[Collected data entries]
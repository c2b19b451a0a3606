// Listener sets - Typed callback registries with unregister handles
//
// One ListenerSet per event category (ticks, errors, state changes).
// Emits work on a snapshot of the registered listeners and hold no lock
// while calling them: concurrent emits from different threads all reach
// every listener, and a listener may subscribe, unsubscribe or emit from
// inside its own callback. Callbacks are therefore `Fn + Sync`.

use std::fmt;
use std::panic::{self, AssertUnwindSafe};
use std::sync::atomic::{AtomicBool, Ordering};
use std::sync::{Arc, Mutex, MutexGuard, PoisonError};

type Callback<T> = Box<dyn Fn(&T) + Send + Sync>;

struct Listener<T: ?Sized> {
    id: u64,
    /// Cleared on unsubscribe so in-flight emits skip the callback
    active: AtomicBool,
    callback: Callback<T>,
}

struct Slots<T: ?Sized> {
    next_id: u64,
    listeners: Vec<Arc<Listener<T>>>,
}

fn lock<T>(mutex: &Mutex<T>) -> MutexGuard<'_, T> {
    mutex.lock().unwrap_or_else(PoisonError::into_inner)
}

/// Set of listeners for one event type
pub struct ListenerSet<T: ?Sized> {
    slots: Arc<Mutex<Slots<T>>>,
}

impl<T: ?Sized + 'static> ListenerSet<T> {
    pub fn new() -> Self {
        Self {
            slots: Arc::new(Mutex::new(Slots {
                next_id: 0,
                listeners: Vec::new(),
            })),
        }
    }

    /// Register a callback. The returned handle unregisters it.
    pub fn subscribe<F>(&self, callback: F) -> Subscription
    where
        F: Fn(&T) + Send + Sync + 'static,
    {
        let listener = {
            let mut slots = lock(&self.slots);
            let listener = Arc::new(Listener {
                id: slots.next_id,
                active: AtomicBool::new(true),
                callback: Box::new(callback),
            });
            slots.next_id += 1;
            slots.listeners.push(Arc::clone(&listener));
            listener
        };

        let weak = Arc::downgrade(&self.slots);
        Subscription::new(move || {
            listener.active.store(false, Ordering::Release);
            if let Some(slots) = weak.upgrade() {
                lock(&slots)
                    .listeners
                    .retain(|other| !Arc::ptr_eq(other, &listener));
            }
        })
    }

    /// Deliver `value` to every listener, in registration order.
    ///
    /// A panicking listener is isolated: the panic is caught and logged and
    /// the remaining listeners still run. Returns the number of listeners
    /// that completed normally.
    pub fn emit(&self, value: &T) -> usize {
        let snapshot: Vec<Arc<Listener<T>>> = lock(&self.slots).listeners.clone();

        let mut delivered = 0;
        for listener in &snapshot {
            if !listener.active.load(Ordering::Acquire) {
                continue;
            }
            match panic::catch_unwind(AssertUnwindSafe(|| (listener.callback)(value))) {
                Ok(()) => delivered += 1,
                Err(_) => log::warn!(
                    "listener {} panicked; continuing with the others",
                    listener.id
                ),
            }
        }
        delivered
    }

    /// Number of registered listeners
    pub fn len(&self) -> usize {
        lock(&self.slots).listeners.len()
    }

    pub fn is_empty(&self) -> bool {
        self.len() == 0
    }
}

impl<T: ?Sized + 'static> Default for ListenerSet<T> {
    fn default() -> Self {
        Self::new()
    }
}

impl<T: ?Sized> Clone for ListenerSet<T> {
    fn clone(&self) -> Self {
        Self {
            slots: Arc::clone(&self.slots),
        }
    }
}

impl<T: ?Sized> fmt::Debug for ListenerSet<T> {
    fn fmt(&self, f: &mut fmt::Formatter<'_>) -> fmt::Result {
        f.debug_struct("ListenerSet")
            .field("listeners", &lock(&self.slots).listeners.len())
            .finish()
    }
}

/// Handle returned by every `on_*` registration.
///
/// Dropping the handle keeps the listener registered; ownership of
/// unregistration stays with the caller via `unsubscribe`.
pub struct Subscription {
    cancel: Option<Box<dyn FnOnce() + Send>>,
}

impl Subscription {
    pub(crate) fn new<F>(cancel: F) -> Self
    where
        F: FnOnce() + Send + 'static,
    {
        Self {
            cancel: Some(Box::new(cancel)),
        }
    }

    /// Unregister the listener
    pub fn unsubscribe(mut self) {
        if let Some(cancel) = self.cancel.take() {
            cancel();
        }
    }
}

impl fmt::Debug for Subscription {
    fn fmt(&self, f: &mut fmt::Formatter<'_>) -> fmt::Result {
        f.debug_struct("Subscription")
            .field("active", &self.cancel.is_some())
            .finish()
    }
}

#[cfg(test)]
mod tests {
    use super::*;
    use std::sync::atomic::{AtomicUsize, Ordering};

    #[test]
    fn test_emit_reaches_all_listeners() {
        let set: ListenerSet<u32> = ListenerSet::new();
        let total = Arc::new(AtomicUsize::new(0));

        for _ in 0..3 {
            let total = Arc::clone(&total);
            let _ = set.subscribe(move |value| {
                total.fetch_add(*value as usize, Ordering::SeqCst);
            });
        }

        assert_eq!(set.emit(&2), 3);
        assert_eq!(total.load(Ordering::SeqCst), 6);
    }

    #[test]
    fn test_unsubscribe_removes_listener() {
        let set: ListenerSet<u32> = ListenerSet::new();
        let calls = Arc::new(AtomicUsize::new(0));
        let calls_clone = Arc::clone(&calls);

        let subscription = set.subscribe(move |_| {
            calls_clone.fetch_add(1, Ordering::SeqCst);
        });
        set.emit(&1);
        subscription.unsubscribe();
        set.emit(&1);

        assert_eq!(calls.load(Ordering::SeqCst), 1);
        assert!(set.is_empty());
    }

    #[test]
    fn test_panicking_listener_is_isolated() {
        let set: ListenerSet<u32> = ListenerSet::new();
        let calls = Arc::new(AtomicUsize::new(0));

        let _ = set.subscribe(|_| panic!("listener failure"));
        let calls_clone = Arc::clone(&calls);
        let _ = set.subscribe(move |_| {
            calls_clone.fetch_add(1, Ordering::SeqCst);
        });

        assert_eq!(set.emit(&7), 1);
        assert_eq!(calls.load(Ordering::SeqCst), 1);

        // The panicking listener stays registered and the set still works
        assert_eq!(set.len(), 2);
        set.emit(&7);
        assert_eq!(calls.load(Ordering::SeqCst), 2);
    }

    #[test]
    fn test_subscribe_during_emit() {
        let set: ListenerSet<u32> = ListenerSet::new();
        let inner_set = set.clone();
        let late_calls = Arc::new(AtomicUsize::new(0));
        let late_calls_clone = Arc::clone(&late_calls);

        let _ = set.subscribe(move |_| {
            let late_calls = Arc::clone(&late_calls_clone);
            let _ = inner_set.subscribe(move |_| {
                late_calls.fetch_add(1, Ordering::SeqCst);
            });
        });

        set.emit(&0);
        assert_eq!(set.len(), 2);
        assert_eq!(late_calls.load(Ordering::SeqCst), 0);

        set.emit(&0);
        assert_eq!(late_calls.load(Ordering::SeqCst), 1);
    }

    #[test]
    fn test_unsubscribe_self_during_emit() {
        let set: ListenerSet<u32> = ListenerSet::new();
        let slot: Arc<Mutex<Option<Subscription>>> = Arc::new(Mutex::new(None));
        let slot_clone = Arc::clone(&slot);

        let subscription = set.subscribe(move |_| {
            if let Some(own) = slot_clone.lock().unwrap().take() {
                own.unsubscribe();
            }
        });
        *slot.lock().unwrap() = Some(subscription);

        set.emit(&0);
        assert!(set.is_empty());
    }

    #[test]
    fn test_concurrent_emits_reach_every_listener() {
        use std::thread;
        use std::time::Duration;

        let set: ListenerSet<u32> = ListenerSet::new();
        let calls = Arc::new(AtomicUsize::new(0));
        let calls_clone = Arc::clone(&calls);
        let _ = set.subscribe(move |_| {
            thread::sleep(Duration::from_millis(50));
            calls_clone.fetch_add(1, Ordering::SeqCst);
        });

        let other = set.clone();
        let first = thread::spawn(move || other.emit(&1));
        thread::sleep(Duration::from_millis(10));
        let second = set.emit(&2);

        assert_eq!(first.join().unwrap(), 1);
        assert_eq!(second, 1);
        assert_eq!(calls.load(Ordering::SeqCst), 2);
    }

    #[test]
    fn test_unsubscribed_listener_skipped_by_running_emit() {
        let set: ListenerSet<u32> = ListenerSet::new();
        let slot: Arc<Mutex<Option<Subscription>>> = Arc::new(Mutex::new(None));
        let later_calls = Arc::new(AtomicUsize::new(0));

        let slot_clone = Arc::clone(&slot);
        let _ = set.subscribe(move |_| {
            if let Some(later) = slot_clone.lock().unwrap().take() {
                later.unsubscribe();
            }
        });
        let later_calls_clone = Arc::clone(&later_calls);
        let later = set.subscribe(move |_| {
            later_calls_clone.fetch_add(1, Ordering::SeqCst);
        });
        *slot.lock().unwrap() = Some(later);

        assert_eq!(set.emit(&0), 1);
        assert_eq!(later_calls.load(Ordering::SeqCst), 0);
        assert_eq!(set.len(), 1);
    }
}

» **WHAT THE TASK REQUIRES**
Extract every line above containing the word "AtomicBool".

» **THE COMPLETED TASK**
use std::sync::atomic::{AtomicBool, Ordering};
    active: AtomicBool,
                active: AtomicBool::new(true),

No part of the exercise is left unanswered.